The USP has finished an overhaul of the database that boosts the number of records it holds by 60%, fed by information published in scholarly journals and the general media.
Top food fraud targets listed are olive oil, milk, saffron, honey and coffee, followed by tea, fish, clouding agents to improve the visual appearance of fruit juices and beverages and black pepper.
Substances cropping up most frequently in reports from media and other sources include turmeric, chilli powder, cooking oil, shrimp, lemon juice and maple syrup. None of these was even in the top 25 list of food fraud targets in a previous USP analysis of 1980-2010 records.

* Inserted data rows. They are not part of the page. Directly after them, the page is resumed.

//! Author management service

use crate::{
    error::{AppError, AppResult},
    models::author::{AuthorRequest, AuthorResponse},
    repository::Repository,
};

#[derive(Clone)]
pub struct AuthorsService {
    repository: Repository,
}

fn author_not_found(id: i64) -> AppError {
    AppError::NotFound(format!("Autor no encontrado con ID: {}", id))
}

impl AuthorsService {
    pub fn new(repository: Repository) -> Self {
        Self { repository }
    }

    /// List every author
    pub async fn list_authors(&self) -> AppResult<Vec<AuthorResponse>> {
        let mut tx = self.repository.begin().await?;
        let authors = self.repository.authors.find_all(&mut *tx).await?;
        tx.commit().await?;
        Ok(authors.into_iter().map(AuthorResponse::from).collect())
    }

    /// Get an author by ID
    pub async fn get_author(&self, id: i64) -> AppResult<AuthorResponse> {
        let mut tx = self.repository.begin().await?;
        let author = self
            .repository
            .authors
            .find_by_id(&mut *tx, id)
            .await?
            .ok_or_else(|| author_not_found(id))?;
        tx.commit().await?;
        Ok(author.into())
    }

    /// Get the author with exactly this name
    pub async fn get_author_by_name(&self, name: &str) -> AppResult<AuthorResponse> {
        let mut tx = self.repository.begin().await?;
        let author = self
            .repository
            .authors
            .find_by_name(&mut *tx, name)
            .await?
            .ok_or_else(|| AppError::NotFound(format!("Autor no encontrado con nombre: {}", name)))?;
        tx.commit().await?;
        Ok(author.into())
    }

    /// Create an author
    pub async fn create_author(&self, request: AuthorRequest) -> AppResult<AuthorResponse> {
        let mut tx = self.repository.begin().await?;
        let author = self.repository.authors.insert(&mut *tx, &request.name).await?;
        tx.commit().await?;

        tracing::info!(author_id = author.id, "Author created");
        Ok(author.into())
    }

    /// Replace an author's fields
    pub async fn update_author(&self, id: i64, request: AuthorRequest) -> AppResult<AuthorResponse> {
        let mut tx = self.repository.begin().await?;
        let author = self
            .repository
            .authors
            .update(&mut *tx, id, &request.name)
            .await?
            .ok_or_else(|| author_not_found(id))?;
        tx.commit().await?;

        tracing::info!(author_id = id, "Author updated");
        Ok(author.into())
    }

    /// Delete an author together with their books
    pub async fn delete_author(&self, id: i64) -> AppResult<()> {
        let mut tx = self.repository.begin().await?;
        if !self.repository.authors.delete(&mut *tx, id).await? {
            return Err(author_not_found(id));
        }
        tx.commit().await?;

        tracing::info!(author_id = id, "Author deleted");
        Ok(())
    }
}
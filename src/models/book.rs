//! Book model and related types

use serde::{Deserialize, Serialize};
use sqlx::FromRow;
use utoipa::ToSchema;
use validator::Validate;

use super::{author::AuthorResponse, not_blank};

/// Book row from the `libros` table
#[derive(Debug, Clone, PartialEq, FromRow)]
pub struct Book {
    #[sqlx(rename = "id_libro")]
    pub id: i64,
    #[sqlx(rename = "titulo")]
    pub title: String,
    #[sqlx(rename = "id_autor")]
    pub author_id: i64,
    #[sqlx(rename = "categoria")]
    pub category: String,
    #[sqlx(rename = "cantidad_disponible")]
    pub available_count: i32,
}

/// Book joined with its author, as read for responses
#[derive(Debug, Clone, PartialEq, FromRow)]
pub struct BookWithAuthor {
    #[sqlx(flatten)]
    pub book: Book,
    #[sqlx(rename = "autor_nombre")]
    pub author_name: String,
}

/// Create or full-replace book request
#[derive(Debug, Clone, Deserialize, Validate, ToSchema)]
pub struct BookRequest {
    #[serde(rename = "titulo")]
    #[validate(custom(function = "not_blank"), length(min = 1, max = 255, message = "El título debe tener entre 1 y 255 caracteres"))]
    pub title: String,
    /// Id of an existing author
    #[serde(rename = "idAutor")]
    pub author_id: i64,
    #[serde(rename = "categoria")]
    #[validate(custom(function = "not_blank"), length(min = 1, max = 100, message = "La categoría debe tener entre 1 y 100 caracteres"))]
    pub category: String,
    /// Copies currently on the shelf
    #[serde(rename = "cantidadDisponible")]
    #[validate(range(min = 0, message = "La cantidad disponible debe ser mayor o igual a 0"))]
    pub available_count: i32,
}

/// Book as returned by the API
#[derive(Debug, Clone, PartialEq, Serialize, Deserialize, ToSchema)]
pub struct BookResponse {
    #[serde(rename = "idLibro")]
    pub id: i64,
    #[serde(rename = "titulo")]
    pub title: String,
    #[serde(rename = "autor")]
    pub author: AuthorResponse,
    #[serde(rename = "categoria")]
    pub category: String,
    #[serde(rename = "cantidadDisponible")]
    pub available_count: i32,
}

/// Minimal book reference embedded in loan responses
#[derive(Debug, Clone, PartialEq, Serialize, Deserialize, ToSchema)]
pub struct BookSummary {
    #[serde(rename = "idLibro")]
    pub id: i64,
    #[serde(rename = "titulo")]
    pub title: String,
}

impl From<BookWithAuthor> for BookResponse {
    fn from(row: BookWithAuthor) -> Self {
        Self {
            id: row.book.id,
            title: row.book.title,
            author: AuthorResponse {
                id: row.book.author_id,
                name: row.author_name,
            },
            category: row.book.category,
            available_count: row.book.available_count,
        }
    }
}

Urea-adulterated milk and puffer fish
Examples of food fraud include watered down and urea-adulterated milk in India, and puffer fish, a cause of tetrodotoxin poisoning, being used to replace monkfish.
In addition, fraudulent use of phthalates to replace approved clouding agents in fruit juices, jams and other products is a major concern, according to the USP.
Numerous database records identify fraudulent use of the plasticizer Di (2-ethylhexyl) phthalate (DEHP) and related phthalates to replace legitimate clouding agents in products including fruit juices and jams in 2011, said the USP.
Considered that year’s equivalent of the Chinese melamine scandal, “the scale of this fraud was vast”, involving 877 products from 315 food companies, said USP. A total of 206 products were exported to 22 countries and an estimated 4,000 victims were affected in Taiwan, it added.
Safer food supply
Dr Jeffrey Moore, senior scientific liaison for USP and the database’s creator and lead analyst, said he hoped manufacturers, regulators, scientists and others would use it to achieve a safer food supply.
The database could provide more complete knowledge of known and potential threats, spur development of better detection methods for adulterants and increase authorities’ and consumers’ awareness of the issue, said Moore.
“While food fraud has been around for centuries, with a handful of notorious cases well documented, we suspect that what we know about the topic is just the tip of the iceberg.
“The idea behind the database was to shed some light on this largely uncharacterized space by collecting and analyzing the fragmented information in the public domain reported by scholars, regulators and media.”